Anita's Paper Dolls
(These dolls are from British television programs, the original Star Trek, and Sophia Loren; the best doll is probably the Patricia Rutledge, because of all the Hyacinth Bucket clothes, but let it be noted Sophia Loren is totally hot-looking even when she's one-dimensional and made of black lines.)
I got the above link from this list of links:
Along the theme of paper toys, there's a guy who has a toy theater you can make by printing out and assembling some free pieces he has on his site.
I've not actually made any of those things above, but they look fun and they are free. When I was a little girl I made paper dolls by cutting pictures out of a sewing pattern catalogue my grandmother had; my dolls were too flimsy to play with, having no backing, but I had them. I could pull them out of their cigar box and look at them, which was satisfying enough, although it couldn't really compare to the great pleasure of looking through the big book, choosing only the best pictures, and carefully cutting them out. As the Craftster slogan has it, rock is dead, long live paper and scissors.

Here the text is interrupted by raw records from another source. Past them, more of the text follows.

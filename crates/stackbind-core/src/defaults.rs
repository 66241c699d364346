//! Default-argument substitution and typed function wrapping.
//!
//! A function of arity N paired with K default values becomes callable with
//! anywhere from N - K to N arguments. Parameter `i` (0-based) is optional
//! iff `i >= N - K`; when the caller leaves it out (or passes nil) the
//! matching default is resolved and used instead. When it is supplied the
//! default is never consulted.
//!
//! Defaults are a tuple whose element `j` belongs to parameter `N - K + j`.
//! The pairing is checked by the type system, so a default tuple longer than
//! the parameter list, or one whose values do not resolve to the parameter
//! types, is rejected before the function can ever be registered:
//!
//! ```ignore
//! fn add(a: i32, b: Option<i32>) -> i32 { a + b.unwrap_or(0) }
//!
//! let add = NativeFn::with_defaults(add, (5,));
//! ```
//!
//! Parameters here must be owned. Functions that take `&str`, `&T` or
//! `&mut T` parameters use the `#[function]` attribute, which generates a
//! dedicated entry point per signature.

use std::marker::PhantomData;

use crate::convert::{FromValueOwned, IntoResults};
use crate::error::NativeError;
use crate::runtime::{Arguments, CallFrame, NativeCallable, invoke};

/// Produce the value substituted for an omitted parameter of type `T`.
///
/// Any `Clone` value resolves to itself, and to `Some(itself)` for an
/// `Option` parameter. Implement this for a lookup key when the natural
/// default cannot be written as a constant:
///
/// ```ignore
/// #[derive(Clone, Copy)]
/// enum FloatConst { Epsilon }
///
/// impl ResolveDefault<f32> for FloatConst {
///     fn resolve(&self) -> f32 {
///         match self { FloatConst::Epsilon => f32::EPSILON }
///     }
/// }
/// ```
#[diagnostic::on_unimplemented(
    message = "`{Self}` cannot be used as a default for a `{T}` parameter",
    label = "no default resolution from `{Self}` to `{T}`"
)]
pub trait ResolveDefault<T> {
    fn resolve(&self) -> T;
}

impl<T: Clone> ResolveDefault<T> for T {
    fn resolve(&self) -> T {
        self.clone()
    }
}

impl<T: Clone> ResolveDefault<Option<T>> for T {
    fn resolve(&self) -> Option<T> {
        Some(self.clone())
    }
}

impl ResolveDefault<String> for &str {
    fn resolve(&self) -> String {
        (*self).to_owned()
    }
}

impl ResolveDefault<Option<String>> for &str {
    fn resolve(&self) -> Option<String> {
        Some((*self).to_owned())
    }
}

impl ResolveDefault<Vec<u8>> for &[u8] {
    fn resolve(&self) -> Vec<u8> {
        self.to_vec()
    }
}

/// A Rust function callable with an argument tuple.
///
/// Implemented for every `Fn(A1, .., An) -> R` up to twelve parameters,
/// where `R` can be returned to a script.
pub trait Callable<Args> {
    type Output: IntoResults;

    const ARITY: usize;

    fn call_with(&self, args: Args) -> Self::Output;
}

macro_rules! impl_callable {
    ($len:literal => $($A:ident),*) => {
        impl<Func, Ret, $($A,)*> Callable<($($A,)*)> for Func
        where
            Func: Fn($($A),*) -> Ret,
            Ret: IntoResults,
        {
            type Output = Ret;

            const ARITY: usize = $len;

            #[allow(non_snake_case)]
            fn call_with(&self, ($($A,)*): ($($A,)*)) -> Ret {
                self($($A),*)
            }
        }
    };
}

impl_callable!(0 =>);
impl_callable!(1 => A1);
impl_callable!(2 => A1, A2);
impl_callable!(3 => A1, A2, A3);
impl_callable!(4 => A1, A2, A3, A4);
impl_callable!(5 => A1, A2, A3, A4, A5);
impl_callable!(6 => A1, A2, A3, A4, A5, A6);
impl_callable!(7 => A1, A2, A3, A4, A5, A6, A7);
impl_callable!(8 => A1, A2, A3, A4, A5, A6, A7, A8);
impl_callable!(9 => A1, A2, A3, A4, A5, A6, A7, A8, A9);
impl_callable!(10 => A1, A2, A3, A4, A5, A6, A7, A8, A9, A10);
impl_callable!(11 => A1, A2, A3, A4, A5, A6, A7, A8, A9, A10, A11);
impl_callable!(12 => A1, A2, A3, A4, A5, A6, A7, A8, A9, A10, A11, A12);

/// Materialise an argument tuple from a frame, with `Self` supplying the
/// defaults for the trailing parameters.
///
/// `()` means "no defaults": every parameter is required. A tuple of K
/// defaults covers the last K parameters, for functions of up to eight
/// parameters. There is no implementation for more defaults than
/// parameters.
#[diagnostic::on_unimplemented(
    message = "`{Self}` is not a valid default set for parameters `{Args}`",
    label = "default values do not match the trailing parameters",
    note = "defaults cover the last parameters in order; there cannot be more defaults than parameters"
)]
pub trait DefaultArgs<Args> {
    /// Number of trailing parameters with a default.
    const COUNT: usize;

    fn read_args(&self, args: &Arguments<'_>) -> Result<Args, NativeError>;
}

macro_rules! impl_default_args {
    (required: [$($R:ident @ $rpos:literal),*]) => {
        impl<$($R: FromValueOwned),*> DefaultArgs<($($R,)*)> for () {
            const COUNT: usize = 0;

            #[allow(unused_variables)]
            fn read_args(&self, args: &Arguments<'_>) -> Result<($($R,)*), NativeError> {
                Ok(($(args.read::<$R>($rpos)?,)*))
            }
        }
    };
    (
        required: [$($R:ident @ $rpos:literal),*]
        optional: [$($O:ident = $D:ident . $di:tt @ $opos:literal),+]
    ) => {
        impl<$($R: FromValueOwned,)* $($O: FromValueOwned, $D: ResolveDefault<$O>,)+>
            DefaultArgs<($($R,)* $($O,)+)> for ($($D,)+)
        {
            const COUNT: usize = [$(stringify!($D)),+].len();

            fn read_args(&self, args: &Arguments<'_>) -> Result<($($R,)* $($O,)+), NativeError> {
                Ok((
                    $(args.read::<$R>($rpos)?,)*
                    $(args.read_or::<$O, $D>($opos, &self.$di)?,)+
                ))
            }
        }
    };
}

impl_default_args!(required: []);
impl_default_args!(required: [A1 @ 1]);
impl_default_args!(required: [A1 @ 1, A2 @ 2]);
impl_default_args!(required: [A1 @ 1, A2 @ 2, A3 @ 3]);
impl_default_args!(required: [A1 @ 1, A2 @ 2, A3 @ 3, A4 @ 4]);
impl_default_args!(required: [A1 @ 1, A2 @ 2, A3 @ 3, A4 @ 4, A5 @ 5]);
impl_default_args!(required: [A1 @ 1, A2 @ 2, A3 @ 3, A4 @ 4, A5 @ 5, A6 @ 6]);
impl_default_args!(required: [A1 @ 1, A2 @ 2, A3 @ 3, A4 @ 4, A5 @ 5, A6 @ 6, A7 @ 7]);
impl_default_args!(required: [A1 @ 1, A2 @ 2, A3 @ 3, A4 @ 4, A5 @ 5, A6 @ 6, A7 @ 7, A8 @ 8]);
impl_default_args!(required: [A1 @ 1, A2 @ 2, A3 @ 3, A4 @ 4, A5 @ 5, A6 @ 6, A7 @ 7, A8 @ 8, A9 @ 9]);
impl_default_args!(required: [A1 @ 1, A2 @ 2, A3 @ 3, A4 @ 4, A5 @ 5, A6 @ 6, A7 @ 7, A8 @ 8, A9 @ 9, A10 @ 10]);
impl_default_args!(required: [A1 @ 1, A2 @ 2, A3 @ 3, A4 @ 4, A5 @ 5, A6 @ 6, A7 @ 7, A8 @ 8, A9 @ 9, A10 @ 10, A11 @ 11]);
impl_default_args!(required: [A1 @ 1, A2 @ 2, A3 @ 3, A4 @ 4, A5 @ 5, A6 @ 6, A7 @ 7, A8 @ 8, A9 @ 9, A10 @ 10, A11 @ 11, A12 @ 12]);
impl_default_args!(required: [] optional: [A1 = D1.0 @ 1]);
impl_default_args!(required: [A1 @ 1] optional: [A2 = D2.0 @ 2]);
impl_default_args!(required: [] optional: [A1 = D1.0 @ 1, A2 = D2.1 @ 2]);
impl_default_args!(required: [A1 @ 1, A2 @ 2] optional: [A3 = D3.0 @ 3]);
impl_default_args!(required: [A1 @ 1] optional: [A2 = D2.0 @ 2, A3 = D3.1 @ 3]);
impl_default_args!(required: [] optional: [A1 = D1.0 @ 1, A2 = D2.1 @ 2, A3 = D3.2 @ 3]);
impl_default_args!(required: [A1 @ 1, A2 @ 2, A3 @ 3] optional: [A4 = D4.0 @ 4]);
impl_default_args!(required: [A1 @ 1, A2 @ 2] optional: [A3 = D3.0 @ 3, A4 = D4.1 @ 4]);
impl_default_args!(required: [A1 @ 1] optional: [A2 = D2.0 @ 2, A3 = D3.1 @ 3, A4 = D4.2 @ 4]);
impl_default_args!(required: [] optional: [A1 = D1.0 @ 1, A2 = D2.1 @ 2, A3 = D3.2 @ 3, A4 = D4.3 @ 4]);
impl_default_args!(required: [A1 @ 1, A2 @ 2, A3 @ 3, A4 @ 4] optional: [A5 = D5.0 @ 5]);
impl_default_args!(required: [A1 @ 1, A2 @ 2, A3 @ 3] optional: [A4 = D4.0 @ 4, A5 = D5.1 @ 5]);
impl_default_args!(required: [A1 @ 1, A2 @ 2] optional: [A3 = D3.0 @ 3, A4 = D4.1 @ 4, A5 = D5.2 @ 5]);
impl_default_args!(required: [A1 @ 1] optional: [A2 = D2.0 @ 2, A3 = D3.1 @ 3, A4 = D4.2 @ 4, A5 = D5.3 @ 5]);
impl_default_args!(required: [] optional: [A1 = D1.0 @ 1, A2 = D2.1 @ 2, A3 = D3.2 @ 3, A4 = D4.3 @ 4, A5 = D5.4 @ 5]);
impl_default_args!(required: [A1 @ 1, A2 @ 2, A3 @ 3, A4 @ 4, A5 @ 5] optional: [A6 = D6.0 @ 6]);
impl_default_args!(required: [A1 @ 1, A2 @ 2, A3 @ 3, A4 @ 4] optional: [A5 = D5.0 @ 5, A6 = D6.1 @ 6]);
impl_default_args!(required: [A1 @ 1, A2 @ 2, A3 @ 3] optional: [A4 = D4.0 @ 4, A5 = D5.1 @ 5, A6 = D6.2 @ 6]);
impl_default_args!(required: [A1 @ 1, A2 @ 2] optional: [A3 = D3.0 @ 3, A4 = D4.1 @ 4, A5 = D5.2 @ 5, A6 = D6.3 @ 6]);
impl_default_args!(required: [A1 @ 1] optional: [A2 = D2.0 @ 2, A3 = D3.1 @ 3, A4 = D4.2 @ 4, A5 = D5.3 @ 5, A6 = D6.4 @ 6]);
impl_default_args!(required: [] optional: [A1 = D1.0 @ 1, A2 = D2.1 @ 2, A3 = D3.2 @ 3, A4 = D4.3 @ 4, A5 = D5.4 @ 5, A6 = D6.5 @ 6]);
impl_default_args!(required: [A1 @ 1, A2 @ 2, A3 @ 3, A4 @ 4, A5 @ 5, A6 @ 6] optional: [A7 = D7.0 @ 7]);
impl_default_args!(required: [A1 @ 1, A2 @ 2, A3 @ 3, A4 @ 4, A5 @ 5] optional: [A6 = D6.0 @ 6, A7 = D7.1 @ 7]);
impl_default_args!(required: [A1 @ 1, A2 @ 2, A3 @ 3, A4 @ 4] optional: [A5 = D5.0 @ 5, A6 = D6.1 @ 6, A7 = D7.2 @ 7]);
impl_default_args!(required: [A1 @ 1, A2 @ 2, A3 @ 3] optional: [A4 = D4.0 @ 4, A5 = D5.1 @ 5, A6 = D6.2 @ 6, A7 = D7.3 @ 7]);
impl_default_args!(required: [A1 @ 1, A2 @ 2] optional: [A3 = D3.0 @ 3, A4 = D4.1 @ 4, A5 = D5.2 @ 5, A6 = D6.3 @ 6, A7 = D7.4 @ 7]);
impl_default_args!(required: [A1 @ 1] optional: [A2 = D2.0 @ 2, A3 = D3.1 @ 3, A4 = D4.2 @ 4, A5 = D5.3 @ 5, A6 = D6.4 @ 6, A7 = D7.5 @ 7]);
impl_default_args!(required: [] optional: [A1 = D1.0 @ 1, A2 = D2.1 @ 2, A3 = D3.2 @ 3, A4 = D4.3 @ 4, A5 = D5.4 @ 5, A6 = D6.5 @ 6, A7 = D7.6 @ 7]);
impl_default_args!(required: [A1 @ 1, A2 @ 2, A3 @ 3, A4 @ 4, A5 @ 5, A6 @ 6, A7 @ 7] optional: [A8 = D8.0 @ 8]);
impl_default_args!(required: [A1 @ 1, A2 @ 2, A3 @ 3, A4 @ 4, A5 @ 5, A6 @ 6] optional: [A7 = D7.0 @ 7, A8 = D8.1 @ 8]);
impl_default_args!(required: [A1 @ 1, A2 @ 2, A3 @ 3, A4 @ 4, A5 @ 5] optional: [A6 = D6.0 @ 6, A7 = D7.1 @ 7, A8 = D8.2 @ 8]);
impl_default_args!(required: [A1 @ 1, A2 @ 2, A3 @ 3, A4 @ 4] optional: [A5 = D5.0 @ 5, A6 = D6.1 @ 6, A7 = D7.2 @ 7, A8 = D8.3 @ 8]);
impl_default_args!(required: [A1 @ 1, A2 @ 2, A3 @ 3] optional: [A4 = D4.0 @ 4, A5 = D5.1 @ 5, A6 = D6.2 @ 6, A7 = D7.3 @ 7, A8 = D8.4 @ 8]);
impl_default_args!(required: [A1 @ 1, A2 @ 2] optional: [A3 = D3.0 @ 3, A4 = D4.1 @ 4, A5 = D5.2 @ 5, A6 = D6.3 @ 6, A7 = D7.4 @ 7, A8 = D8.5 @ 8]);
impl_default_args!(required: [A1 @ 1] optional: [A2 = D2.0 @ 2, A3 = D3.1 @ 3, A4 = D4.2 @ 4, A5 = D5.3 @ 5, A6 = D6.4 @ 6, A7 = D7.5 @ 7, A8 = D8.6 @ 8]);
impl_default_args!(required: [] optional: [A1 = D1.0 @ 1, A2 = D2.1 @ 2, A3 = D3.2 @ 3, A4 = D4.3 @ 4, A5 = D5.4 @ 5, A6 = D6.5 @ 6, A7 = D7.6 @ 7, A8 = D8.7 @ 8]);

/// A typed function paired with its default values, callable from a frame.
pub struct WithDefaults<F, D, Args> {
    function: F,
    defaults: D,
    _args: PhantomData<fn(Args)>,
}

impl<F, D, Args> WithDefaults<F, D, Args>
where
    F: Callable<Args>,
    D: DefaultArgs<Args>,
{
    pub fn new(function: F, defaults: D) -> Self {
        Self {
            function,
            defaults,
            _args: PhantomData,
        }
    }

    /// Number of parameters the caller must supply.
    pub fn required_args(&self) -> usize {
        F::ARITY - D::COUNT
    }

    pub fn arity(&self) -> usize {
        F::ARITY
    }
}

impl<F, D, Args> NativeCallable for WithDefaults<F, D, Args>
where
    F: Callable<Args>,
    D: DefaultArgs<Args>,
{
    fn call(&self, frame: &mut CallFrame<'_>) -> Result<usize, NativeError> {
        invoke(frame, &self.function, &self.defaults)
    }
}

#[cfg(test)]
mod tests {
    use std::cell::Cell;

    use super::*;
    use crate::value::Value;

    fn call<F, D, Args>(
        wrapped: &WithDefaults<F, D, Args>,
        args: &[Value],
    ) -> Result<Vec<Value>, NativeError>
    where
        F: Callable<Args>,
        D: DefaultArgs<Args>,
    {
        let mut out = Vec::new();
        let mut frame = CallFrame::new(args, &mut out);
        wrapped.call(&mut frame)?;
        Ok(out)
    }

    #[derive(Clone, Copy)]
    enum Lookup {
        Answer,
    }

    impl ResolveDefault<i64> for Lookup {
        fn resolve(&self) -> i64 {
            match self {
                Lookup::Answer => 42,
            }
        }
    }

    #[test]
    fn optional_parameters_follow_required_ones() {
        let wrapped = WithDefaults::new(|a: i32, b: i32, c: i32| a * 100 + b * 10 + c, (9,));
        assert_eq!(wrapped.arity(), 3);
        assert_eq!(wrapped.required_args(), 2);
    }

    #[test]
    fn default_used_when_argument_missing() {
        let wrapped = WithDefaults::new(|a: i32, b: i32, c: i32| a * 100 + b * 10 + c, (9,));
        let out = call(&wrapped, &[Value::Integer(1), Value::Integer(2)]).unwrap();
        assert_eq!(out, vec![Value::Integer(129)]);
    }

    #[test]
    fn default_ignored_when_argument_supplied() {
        let consulted = Cell::new(0);
        struct Counting<'a>(&'a Cell<i32>);
        impl ResolveDefault<i32> for Counting<'_> {
            fn resolve(&self) -> i32 {
                self.0.set(self.0.get() + 1);
                0
            }
        }

        let wrapped =
            WithDefaults::new(|a: i32, b: i32, c: i32| a + b + c, (Counting(&consulted),));
        let args = [Value::Integer(1), Value::Integer(2), Value::Integer(3)];
        let out = call(&wrapped, &args).unwrap();
        assert_eq!(out, vec![Value::Integer(6)]);
        assert_eq!(consulted.get(), 0);

        call(&wrapped, &[Value::Integer(1), Value::Integer(2)]).unwrap();
        assert_eq!(consulted.get(), 1);
    }

    #[test]
    fn explicit_nil_counts_as_absent() {
        let wrapped = WithDefaults::new(|a: i32, b: i32| a + b, (5,));
        let out = call(&wrapped, &[Value::Integer(10), Value::Nil]).unwrap();
        assert_eq!(out, vec![Value::Integer(15)]);
    }

    #[test]
    fn optional_parameter_receives_some_default() {
        let wrapped = WithDefaults::new(|a: i32, b: Option<i32>| a + b.unwrap_or(0), (5,));
        assert_eq!(
            call(&wrapped, &[Value::Integer(10)]).unwrap(),
            vec![Value::Integer(15)]
        );
        assert_eq!(
            call(&wrapped, &[Value::Integer(10), Value::Integer(20)]).unwrap(),
            vec![Value::Integer(30)]
        );
    }

    #[test]
    fn required_parameters_still_fail() {
        let wrapped = WithDefaults::new(|a: i32, b: i32| a + b, (5,));
        let err = call(&wrapped, &[]).unwrap_err();
        assert!(matches!(err, NativeError::Argument { position: 1, .. }));
    }

    #[test]
    fn every_parameter_may_be_defaulted() {
        let wrapped = WithDefaults::new(|a: i32, b: i32| a - b, (10, 3));
        assert_eq!(wrapped.required_args(), 0);
        assert_eq!(call(&wrapped, &[]).unwrap(), vec![Value::Integer(7)]);
        assert_eq!(
            call(&wrapped, &[Value::Integer(4)]).unwrap(),
            vec![Value::Integer(1)]
        );
    }

    #[test]
    fn lookup_keys_resolve_indirectly() {
        let wrapped = WithDefaults::new(|x: i64| x, (Lookup::Answer,));
        assert_eq!(call(&wrapped, &[]).unwrap(), vec![Value::Integer(42)]);
    }

    #[test]
    fn string_defaults_resolve_to_owned() {
        let wrapped = WithDefaults::new(|s: String| s.len(), ("four",));
        assert_eq!(call(&wrapped, &[]).unwrap(), vec![Value::Integer(4)]);
    }

    #[test]
    fn supplied_argument_is_type_checked_in_defaulted_position() {
        let wrapped = WithDefaults::new(|a: i32, b: i32| a + b, (5,));
        let err = call(&wrapped, &[Value::Integer(1), Value::Boolean(true)]).unwrap_err();
        assert!(matches!(err, NativeError::Argument { position: 2, .. }));
    }
}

And I'd like to have a toy theater. It's part of my fascination with dollhouses. I have a vague memory of making a toy theater out of cardboard once, but I was rather hampered by the facts that I'd never actually seen a toy theater (only read about it in Five Dolls and the Duke years before) and that I was a grumpy teenager, not a kid who'd play with the thing for hours after I'd made it; I lacked Chesterton's ability to return to childhood play. There was also the usual obstacle my crafting desires had as a girl: lack of supplies.